◆ **PROBLEM TO SOLVE**
Type out the data again. Keep every line exactly the same.
Start of RECORDS TO PROCESS
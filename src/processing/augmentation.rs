//! Coordinate augmentation
//!
//! Transforms applied to residue coordinates after extraction and before
//! edge displacements are derived. Transforms hold no state of their own; all
//! randomness comes from the generator passed in, so a seeded `StdRng`
//! reproduces the same augmentation.

use crate::geometry::{apply_rotation, orthogonalize, transpose};
use rand::rngs::StdRng;
use rand::Rng;
use std::fmt::Debug;

/// Replaceable coordinate transform
pub trait CoordinateTransform: Debug + Send + Sync {
    /// Transform `(N, 3)` coordinates in place
    fn apply(&self, coords: &mut [[f32; 3]], rng: &mut StdRng);
}

/// Leaves coordinates untouched
#[derive(Debug, Clone, Copy, Default)]
pub struct Identity;

impl CoordinateTransform for Identity {
    fn apply(&self, _coords: &mut [[f32; 3]], _rng: &mut StdRng) {}
}

/// Uniformly distributed random 3D rotation about the origin
#[derive(Debug, Clone, Copy, Default)]
pub struct RandomRotation;

impl RandomRotation {
    /// Draw a rotation matrix by orthogonalizing a Gaussian 3x3 matrix
    pub fn sample_matrix(rng: &mut StdRng) -> [[f32; 3]; 3] {
        loop {
            let mut m = [[0.0f32; 3]; 3];
            for row in m.iter_mut() {
                for v in row.iter_mut() {
                    *v = standard_normal(rng);
                }
            }
            // Singular draws have probability zero; redraw if one shows up
            if let Some(q) = orthogonalize(&m) {
                return q;
            }
        }
    }
}

impl CoordinateTransform for RandomRotation {
    fn apply(&self, coords: &mut [[f32; 3]], rng: &mut StdRng) {
        let q = Self::sample_matrix(rng);
        // Row vectors times Q
        apply_rotation(coords, &transpose(&q));
    }
}

/// Box-Muller transform for Gaussian samples
fn standard_normal(rng: &mut StdRng) -> f32 {
    // gen() is in [0, 1); shift to (0, 1] so ln() stays finite
    let u1: f32 = 1.0 - rng.gen::<f32>();
    let u2: f32 = rng.gen();
    (-2.0_f32 * u1.ln()).sqrt() * (2.0_f32 * std::f32::consts::PI * u2).cos()
}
End of RECORDS TO PROCESS
◆ **THE COMPLETED TASK**
filename src/processing/augmentation.rs
//! Coordinate augmentation
//!
//! Transforms applied to residue coordinates after extraction and before
//! edge displacements are derived. Transforms hold no state of their own; all
//! randomness comes from the generator passed in, so a seeded `StdRng`
//! reproduces the same augmentation.

use crate::geometry::{apply_rotation, orthogonalize, transpose};
use rand::rngs::StdRng;
use rand::Rng;
use std::fmt::Debug;

/// Replaceable coordinate transform
pub trait CoordinateTransform: Debug + Send + Sync {
    /// Transform `(N, 3)` coordinates in place
    fn apply(&self, coords: &mut [[f32; 3]], rng: &mut StdRng);
}

/// Leaves coordinates untouched
#[derive(Debug, Clone, Copy, Default)]
pub struct Identity;

impl CoordinateTransform for Identity {
    fn apply(&self, _coords: &mut [[f32; 3]], _rng: &mut StdRng) {}
}

/// Uniformly distributed random 3D rotation about the origin
#[derive(Debug, Clone, Copy, Default)]
pub struct RandomRotation;

impl RandomRotation {
    /// Draw a rotation matrix by orthogonalizing a Gaussian 3x3 matrix
    pub fn sample_matrix(rng: &mut StdRng) -> [[f32; 3]; 3] {
        loop {
            let mut m = [[0.0f32; 3]; 3];
            for row in m.iter_mut() {
                for v in row.iter_mut() {
                    *v = standard_normal(rng);
                }
            }
            // Singular draws have probability zero; redraw if one shows up
            if let Some(q) = orthogonalize(&m) {
                return q;
            }
        }
    }
}

impl CoordinateTransform for RandomRotation {
    fn apply(&self, coords: &mut [[f32; 3]], rng: &mut StdRng) {
        let q = Self::sample_matrix(rng);
        // Row vectors times Q
        apply_rotation(coords, &transpose(&q));
    }
}

/// Box-Muller transform for Gaussian samples
fn standard_normal(rng: &mut StdRng) -> f32 {
    // gen() is in [0, 1); shift to (0, 1] so ln() stays finite
    let u1: f32 = 1.0 - rng.gen::<f32>();
    let u2: f32 = rng.gen();
    (-2.0_f32 * u1.ln()).sqrt() * (2.0_f32 * std::f32::consts::PI * u2).cos()
}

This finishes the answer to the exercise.